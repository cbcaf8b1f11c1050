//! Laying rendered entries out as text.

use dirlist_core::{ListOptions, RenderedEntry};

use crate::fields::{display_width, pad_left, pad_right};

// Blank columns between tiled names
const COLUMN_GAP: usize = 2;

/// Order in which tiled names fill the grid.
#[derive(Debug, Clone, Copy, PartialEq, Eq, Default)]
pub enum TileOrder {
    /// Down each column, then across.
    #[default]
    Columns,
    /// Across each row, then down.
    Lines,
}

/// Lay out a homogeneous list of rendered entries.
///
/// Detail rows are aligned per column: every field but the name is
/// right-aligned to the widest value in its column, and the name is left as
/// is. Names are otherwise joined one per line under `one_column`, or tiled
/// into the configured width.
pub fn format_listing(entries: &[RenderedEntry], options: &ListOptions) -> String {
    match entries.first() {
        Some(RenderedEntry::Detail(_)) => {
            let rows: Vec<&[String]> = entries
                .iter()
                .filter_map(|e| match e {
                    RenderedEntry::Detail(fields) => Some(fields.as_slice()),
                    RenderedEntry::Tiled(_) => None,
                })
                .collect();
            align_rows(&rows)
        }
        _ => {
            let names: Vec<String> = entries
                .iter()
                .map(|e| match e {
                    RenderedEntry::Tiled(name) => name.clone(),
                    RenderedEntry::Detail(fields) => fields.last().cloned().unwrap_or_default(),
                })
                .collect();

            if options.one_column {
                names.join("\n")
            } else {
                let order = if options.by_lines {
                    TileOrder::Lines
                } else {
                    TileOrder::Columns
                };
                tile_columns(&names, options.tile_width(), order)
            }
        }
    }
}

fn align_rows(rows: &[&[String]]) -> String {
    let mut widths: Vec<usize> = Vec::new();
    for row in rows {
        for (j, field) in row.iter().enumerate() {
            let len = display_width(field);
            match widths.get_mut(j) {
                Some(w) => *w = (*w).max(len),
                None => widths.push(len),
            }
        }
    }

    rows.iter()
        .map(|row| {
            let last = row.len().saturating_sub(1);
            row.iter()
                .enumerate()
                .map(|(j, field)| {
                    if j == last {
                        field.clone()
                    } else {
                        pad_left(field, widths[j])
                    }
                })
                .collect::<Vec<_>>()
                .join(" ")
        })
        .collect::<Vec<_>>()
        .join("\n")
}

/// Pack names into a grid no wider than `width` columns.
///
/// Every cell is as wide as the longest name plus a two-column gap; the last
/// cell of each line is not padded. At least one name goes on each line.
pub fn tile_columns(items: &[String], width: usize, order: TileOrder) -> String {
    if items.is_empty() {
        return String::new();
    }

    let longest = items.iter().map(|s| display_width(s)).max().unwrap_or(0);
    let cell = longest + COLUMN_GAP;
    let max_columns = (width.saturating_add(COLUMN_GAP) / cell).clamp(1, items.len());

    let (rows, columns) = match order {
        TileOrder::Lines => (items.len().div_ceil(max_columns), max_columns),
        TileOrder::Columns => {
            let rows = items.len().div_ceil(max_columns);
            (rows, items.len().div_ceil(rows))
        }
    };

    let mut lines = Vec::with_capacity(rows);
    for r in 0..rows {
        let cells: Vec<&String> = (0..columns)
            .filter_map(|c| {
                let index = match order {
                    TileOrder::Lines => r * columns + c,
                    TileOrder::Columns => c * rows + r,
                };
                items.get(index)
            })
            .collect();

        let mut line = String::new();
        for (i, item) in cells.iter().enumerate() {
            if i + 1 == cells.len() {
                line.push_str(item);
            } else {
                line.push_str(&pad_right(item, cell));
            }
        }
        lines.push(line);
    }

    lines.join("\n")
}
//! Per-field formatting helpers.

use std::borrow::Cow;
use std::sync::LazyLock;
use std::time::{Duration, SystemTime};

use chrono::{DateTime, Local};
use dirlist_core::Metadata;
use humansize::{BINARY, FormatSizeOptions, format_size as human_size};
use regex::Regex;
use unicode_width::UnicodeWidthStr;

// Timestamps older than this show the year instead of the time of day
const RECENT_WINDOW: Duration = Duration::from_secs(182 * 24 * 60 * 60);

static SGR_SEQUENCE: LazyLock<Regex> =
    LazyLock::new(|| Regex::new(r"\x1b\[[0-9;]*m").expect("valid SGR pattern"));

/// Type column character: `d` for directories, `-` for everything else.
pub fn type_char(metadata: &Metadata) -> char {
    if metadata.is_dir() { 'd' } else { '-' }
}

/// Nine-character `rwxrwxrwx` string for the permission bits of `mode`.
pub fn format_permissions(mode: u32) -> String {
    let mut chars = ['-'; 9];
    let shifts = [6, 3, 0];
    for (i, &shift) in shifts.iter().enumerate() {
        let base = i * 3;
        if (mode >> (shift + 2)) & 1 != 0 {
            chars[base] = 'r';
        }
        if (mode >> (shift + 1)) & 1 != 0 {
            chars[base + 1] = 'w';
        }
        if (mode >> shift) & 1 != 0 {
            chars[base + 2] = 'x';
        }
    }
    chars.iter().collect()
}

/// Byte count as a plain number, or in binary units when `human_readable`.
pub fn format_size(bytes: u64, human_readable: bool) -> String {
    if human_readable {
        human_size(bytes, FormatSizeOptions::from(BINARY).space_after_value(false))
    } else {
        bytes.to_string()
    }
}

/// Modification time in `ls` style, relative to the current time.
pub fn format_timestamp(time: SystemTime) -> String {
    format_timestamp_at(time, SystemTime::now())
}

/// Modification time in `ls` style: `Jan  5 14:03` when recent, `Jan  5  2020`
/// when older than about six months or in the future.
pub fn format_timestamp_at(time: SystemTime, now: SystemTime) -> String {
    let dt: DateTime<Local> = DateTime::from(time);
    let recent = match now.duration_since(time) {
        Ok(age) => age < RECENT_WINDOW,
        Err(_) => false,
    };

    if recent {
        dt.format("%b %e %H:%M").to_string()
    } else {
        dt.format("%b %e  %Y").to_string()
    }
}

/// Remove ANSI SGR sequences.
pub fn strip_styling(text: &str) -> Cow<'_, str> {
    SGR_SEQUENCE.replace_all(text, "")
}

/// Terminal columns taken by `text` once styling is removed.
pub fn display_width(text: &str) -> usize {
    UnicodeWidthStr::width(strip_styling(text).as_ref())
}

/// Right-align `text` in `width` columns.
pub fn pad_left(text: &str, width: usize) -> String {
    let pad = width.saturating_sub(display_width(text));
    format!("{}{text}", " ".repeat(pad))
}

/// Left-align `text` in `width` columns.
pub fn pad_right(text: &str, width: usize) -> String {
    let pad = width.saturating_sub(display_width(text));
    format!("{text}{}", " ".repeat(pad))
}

· · · · ·

Problem to solve: Identify the lines above with the word "const". Copy them.

Written solution:
const COLUMN_GAP: usize = 2;
const RECENT_WINDOW: Duration = Duration::from_secs(182 * 24 * 60 * 60);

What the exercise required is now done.